In late November when I had an upper right molar tooth extracted, my dentist sedated me. I don’t know why he was talking to me when I was half out of it. Anyway, my dentist told me he could see into my sinuses. I don’t remember much other than that. I took all the prescribed antibiotics, but the sinus perforation is only partially closed. When I sneeze or blow my nose, I can feel that it’s still open and I think that my sinuses are infected.
I get a low fever almost every day, and I have frequent headaches. My dentist keeps telling me to give it more time, but I wonder if it’s time to see an oral surgeon. I hate the thought of being sedated and something going wrong again. Is it normal to have a prolonged healing period? Thanks, Tyler
We are sorry to hear about your ongoing discomfort after
your molar tooth was extracted. The prolonged healing period is not normal.
It’s likely that you’ve had an infection ever since your tooth was extracted.
If the perforation hasn’t healed yet, the tip of the tooth root or a bone fragment might remain in your sinus.
Your dentist should have x-ray your sinus to see if an object is preventing the perforation from healing
You can ask for a referral to an otolaryngologist to determine if there is something preventing proper healing and to get the right treatment.

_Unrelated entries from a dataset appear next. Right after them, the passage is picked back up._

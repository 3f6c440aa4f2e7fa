//! Maze tiles.

use std::fmt;

use crate::error::MazeError;

/// Highest cost an open tile may carry.
pub const MAX_COST: i32 = 5;

/// The content of one maze cell.
#[derive(Debug, Clone, Copy, PartialEq, Eq, Hash)]
#[cfg_attr(feature = "serde", derive(serde::Serialize, serde::Deserialize))]
pub enum Tile {
    /// Impassable.
    Wall,
    /// The unique start cell.
    Start,
    /// The unique goal cell.
    Goal,
    /// A passable cell; entering it costs the given amount (`1..=MAX_COST`).
    Open(i32),
}

impl Default for Tile {
    fn default() -> Self {
        Tile::Open(1)
    }
}

impl Tile {
    /// An open tile with a validated cost.
    pub fn open(cost: i32) -> Result<Self, MazeError> {
        if (1..=MAX_COST).contains(&cost) {
            Ok(Tile::Open(cost))
        } else {
            Err(MazeError::InvalidCost { cost })
        }
    }

    /// Whether the tile can be entered.
    #[inline]
    pub fn is_passable(self) -> bool {
        !matches!(self, Tile::Wall)
    }

    /// Cost of entering this tile. Start and goal cost 1, walls have none.
    #[inline]
    pub fn cost(self) -> Option<i32> {
        match self {
            Tile::Wall => None,
            Tile::Start | Tile::Goal => Some(1),
            Tile::Open(c) => Some(c),
        }
    }

    /// Text-format character: `#` wall, `S` start, `G` goal, `.` cost 1,
    /// `2`..`5` other costs.
    pub fn to_char(self) -> char {
        match self {
            Tile::Wall => '#',
            Tile::Start => 'S',
            Tile::Goal => 'G',
            Tile::Open(1) => '.',
            Tile::Open(c) => char::from_digit(c as u32, 10).unwrap_or('?'),
        }
    }

    /// Inverse of [`to_char`](Self::to_char). `1` is accepted as an
    /// alternative spelling of `.`.
    pub fn from_char(ch: char) -> Option<Self> {
        match ch {
            '#' => Some(Tile::Wall),
            'S' | 's' => Some(Tile::Start),
            'G' | 'g' => Some(Tile::Goal),
            '.' => Some(Tile::Open(1)),
            '1'..='5' => ch.to_digit(10).map(|d| Tile::Open(d as i32)),
            _ => None,
        }
    }

    /// Decode the legacy numeric encoding: 0 wall, 1 start, 2 goal,
    /// 3..=5 open cell of that cost.
    pub fn from_code(code: i32) -> Option<Self> {
        match code {
            0 => Some(Tile::Wall),
            1 => Some(Tile::Start),
            2 => Some(Tile::Goal),
            3..=MAX_COST => Some(Tile::Open(code)),
            _ => None,
        }
    }
}

impl fmt::Display for Tile {
    fn fmt(&self, f: &mut fmt::Formatter<'_>) -> fmt::Result {
        write!(f, "{}", self.to_char())
    }
}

The hole needs to be closed. You’ll need another course of antibiotics to clear the infection.
If a bone graft is needed, the gum tissue over it will close in four to six weeks. The bone graft will heal in four to six months. You’ll have follow-up appointments to check the progress.

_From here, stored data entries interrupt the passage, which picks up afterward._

use mazewalk_core::MazeError;
use thiserror::Error;

/// Reasons a maze could not be generated.
#[derive(Debug, Clone, PartialEq, Error)]
pub enum GenError {
    /// The grid cannot hold both a start and a goal.
    #[error("maze of {rows}x{cols} is too small (need at least two cells)")]
    TooSmall { rows: usize, cols: usize },
    /// The grid has more cells than a coordinate can address.
    #[error("maze of {rows}x{cols} is too large")]
    TooLarge { rows: usize, cols: usize },
    /// A ratio outside `[0, 1]`.
    #[error("{name} must be between 0 and 1, got {value}")]
    InvalidRatio { name: &'static str, value: f64 },
    /// `require_path` was set and no attempt connected start and goal.
    #[error("no connected maze after {attempts} attempts")]
    NoPath { attempts: usize },
    /// The generated grid was rejected.
    #[error(transparent)]
    Maze(#[from] MazeError),
}
use chrono::{DateTime, Utc};
use serde::{Deserialize, Serialize};
use std::collections::BTreeMap;
use strum::{Display, EnumString};
use uuid::Uuid;

use super::equipment::EquipmentType;

/// How a missing feature value was filled in
#[derive(Debug, Clone, Copy, PartialEq, Eq, Serialize, Deserialize, EnumString, Display)]
#[serde(rename_all = "snake_case")]
#[strum(serialize_all = "snake_case")]
pub enum ImputationSource {
    /// Last value observed for the channel before the feature window
    LastKnownValue,
    /// Static per-channel typical value, used when no observation exists at all
    TypeMean,
}

/// An ordered feature vector with its imputation audit trail
#[derive(Debug, Clone, Serialize, Deserialize)]
pub struct FeatureVector {
    pub equipment_id: Uuid,
    pub equipment_type: EquipmentType,
    pub computed_at: DateTime<Utc>,

    /// Feature names, in schema order
    pub names: Vec<String>,

    /// Feature values, aligned with `names`
    pub values: Vec<f64>,

    /// Audit of which features were imputed rather than observed
    pub imputed: BTreeMap<String, ImputationSource>,
}

impl FeatureVector {
    pub fn get(&self, name: &str) -> Option<f64> {
        self.names
            .iter()
            .position(|n| n == name)
            .map(|i| self.values[i])
    }

    pub fn len(&self) -> usize {
        self.values.len()
    }

    pub fn is_empty(&self) -> bool {
        self.values.is_empty()
    }
}

/// Output of the isolation-forest anomaly detector
#[derive(Debug, Clone, Serialize, Deserialize)]
pub struct AnomalyAssessment {
    /// Normalized anomaly score in [0, 1], higher is more anomalous
    pub score: f64,

    /// Raw isolation-forest score before normalization
    pub raw_score: f64,

    /// Decision threshold applied to the normalized score
    pub threshold: f64,

    /// Whether the reading window is considered anomalous
    pub is_anomaly: bool,
}

/// Estimated remaining time before failure
#[derive(Debug, Clone, Copy, Serialize, Deserialize)]
pub struct TimeToFailure {
    /// Expected hours until failure
    pub hours: f64,
}

impl TimeToFailure {
    pub fn as_duration(&self) -> chrono::Duration {
        chrono::Duration::seconds((self.hours * 3600.0) as i64)
    }
}

/// Output of the bagged-tree failure predictor
#[derive(Debug, Clone, Serialize, Deserialize)]
pub struct FailurePrediction {
    /// Fraction of trees voting failure, in [0, 1]
    pub probability: f64,

    /// Inter-tree agreement, in [0, 1]
    pub confidence: f64,

    /// Present only when probability clears the reporting threshold
    pub time_to_failure: Option<TimeToFailure>,
}

/// Risk bands derived from the composite score, ordered least to most severe
#[derive(
    Debug, Clone, Copy, PartialEq, Eq, PartialOrd, Ord, Hash, Serialize, Deserialize, EnumString,
    Display,
)]
#[serde(rename_all = "snake_case")]
#[strum(serialize_all = "snake_case")]
pub enum RiskTier {
    Low,
    Medium,
    High,
    Critical,
}

/// Composite risk assessment with its component breakdown
#[derive(Debug, Clone, Serialize, Deserialize)]
pub struct HealthAssessment {
    /// Composite risk score in [0, 1], higher is worse
    pub risk_score: f64,

    /// Band derived from the score breakpoints
    pub tier: RiskTier,

    /// Failure-probability component, already weighted
    pub failure_component: f64,

    /// Anomaly component, already weighted
    pub anomaly_component: f64,

    /// Equipment-criticality component, already weighted
    pub criticality_component: f64,
}

/// The full decision record for one prediction pass
#[derive(Debug, Clone, Serialize, Deserialize)]
pub struct PredictionResult {
    pub id: Uuid,
    pub equipment_id: Uuid,
    pub equipment_type: EquipmentType,
    pub generated_at: DateTime<Utc>,

    pub features: FeatureVector,
    pub anomaly: AnomalyAssessment,
    pub failure: FailurePrediction,
    pub health: HealthAssessment,

    /// True when the rule-based fallback produced the failure estimate
    pub fallback_derived: bool,

    /// Version of the model that served the prediction, if any
    pub model_version: Option<String>,
}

Will you need to be sedated?
Although you are hesitant about being sedated again, it will ensure your comfort throughout the procedure. Otherwise, your discomfort can prevent the oral surgeon from completing the procedure. You will have a consultation before the perforation is closed, and you can talk with the surgeon about your concerns.

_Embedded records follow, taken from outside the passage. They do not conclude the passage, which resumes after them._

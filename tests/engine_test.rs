use async_trait::async_trait;
use chrono::{DateTime, Duration, Utc};
use std::collections::BTreeMap;
use std::sync::atomic::{AtomicBool, Ordering};
use std::sync::Arc;
use tokio_test::assert_ok;
use uuid::Uuid;

use predictive_maintenance_engine::config::Config;
use predictive_maintenance_engine::engine::{MaintenanceEngine, RetrainHandle};
use predictive_maintenance_engine::error::{EngineError, Result};
use predictive_maintenance_engine::ml::anomaly::AnomalyDetector;
use predictive_maintenance_engine::ml::{
    FailurePredictor, FeatureExtractor, ModelArtifact, TrainingDataset, TrainingExample,
};
use predictive_maintenance_engine::models::{
    CriticalityTier, EquipmentProfile, EquipmentType, Incident, IncidentSignals, IncidentStatus,
    MaintenanceKind, MaintenanceRecord, PredictionResult, Priority, ProductionImpact,
    SensorChannel, SensorReading, SkillLevel, Specialty, Technician,
};
use predictive_maintenance_engine::state::{EngineStore, IncidentFilter, InMemoryStore};

fn test_config() -> Config {
    config::Config::builder()
        .add_source(config::File::from_str(
            include_str!("../config/default.toml"),
            config::FileFormat::Toml,
        ))
        .build()
        .unwrap()
        .try_deserialize()
        .unwrap()
}

fn engine() -> MaintenanceEngine {
    MaintenanceEngine::new(test_config(), Arc::new(InMemoryStore::new()))
}

fn reading(
    equipment_id: Uuid,
    at: DateTime<Utc>,
    temp: f64,
    vibration: f64,
    current: f64,
) -> SensorReading {
    let channels: BTreeMap<SensorChannel, f64> = [
        (SensorChannel::Temperature, temp),
        (SensorChannel::Vibration, vibration),
        (SensorChannel::Current, current),
    ]
    .into_iter()
    .collect();
    SensorReading::new(equipment_id, at, channels)
}

fn technician(
    name: &str,
    specialties: Vec<Specialty>,
    experience_years: u32,
    active: u32,
) -> Technician {
    let mut t = Technician::new(name.to_string(), specialties, SkillLevel::Senior);
    t.experience_years = experience_years;
    t.active_assignments = active;
    t.max_assignments = 5;
    t
}

/// Six recent readings so the feature window clears the minimum
async fn seed_recent_readings(
    store: &dyn EngineStore,
    equipment_id: Uuid,
    temp: f64,
    vibration: f64,
    current: f64,
) {
    let now = Utc::now();
    for i in 0..6 {
        let r = reading(
            equipment_id,
            now - Duration::hours(2 * i),
            temp,
            vibration,
            current,
        );
        store.save_reading(&r).await.unwrap();
    }
}

/// Half a year of pump history: cool baseline readings, with a hot stretch
/// ahead of every corrective visit so failures are learnable
async fn seed_training_history(store: &dyn EngineStore, equipment_id: Uuid) {
    let now = Utc::now();
    let start = now - Duration::days(180);

    let correctives: Vec<DateTime<Utc>> =
        (1..=15).map(|k| start + Duration::days(12 * k)).collect();
    for &at in &correctives {
        let record = MaintenanceRecord::new(equipment_id, at, MaintenanceKind::Corrective);
        store.save_maintenance(&record).await.unwrap();
    }

    let mut at = start;
    while at <= now {
        let hot = correctives
            .iter()
            .any(|&c| c > at && c - at >= Duration::days(1) && c - at < Duration::days(8));
        let r = if hot {
            reading(equipment_id, at, 90.0, 5.0, 18.5)
        } else {
            reading(equipment_id, at, 60.0, 2.0, 12.0)
        };
        store.save_reading(&r).await.unwrap();
        at = at + Duration::hours(4);
    }
}

/// Half a year of quiet history with no failures
async fn seed_healthy_history(store: &dyn EngineStore, equipment_id: Uuid) {
    let now = Utc::now();
    let mut at = now - Duration::days(180);
    while at <= now {
        let r = reading(equipment_id, at, 60.0, 2.0, 12.0);
        store.save_reading(&r).await.unwrap();
        at = at + Duration::hours(4);
    }
}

I found a mouthwash and teeth whitening recipe online that I can make that won’t harm my porcelain veneers. I just want to double-check the ingredients to make sure it will work. It contains 8 oz filtered water, boiled; 8 oz of 3% hydrogen peroxide; and 2 tablespoons of sea salt. Is this mixture okay to use on porcelain veneers, or are the measurements off? Thanks. Gloria from Little Elm
If your veneers are stained, avoid any at-home methods to brighten them.
How to whitening teeth that have been restored with porcelain veneers
Mouthwash – Mouthwash that contains alcohol will
soften the bonding that adheres the porcelain veneers to your teeth. It will
create a reservoir around the edge of your veneers that attracts stains. Your veneers
can loosen, too. Avoid alcohol-based mouthwash.
Hydrogen peroxide – Although hydrogen peroxide kills bacteria,
including harmful bacteria that promote gum disease, it also kills beneficial
microbes. The result is an overgrowth of yeast, or candida albicans.
Although short-term use of hydrogen peroxide is helpful as a
mouthwash, prolonged use can develop into unwanted symptoms, including:
Oral yeast infection
White and peeling oral tissue
Raw, red, and painful patches
What if your veneers are stained?
If your porcelain veneers appear to be stained—or if you
want to ensure they remain sparkling white— what can you do?
Continue to maintain good oral hygiene. Floss between your teeth daily and brush them with non-abrasive toothpaste.
Speak with your dentist if you have concerns about discoloration or stains. He or she has in-office equipment to polish your veneers without harmful whitening chemicals.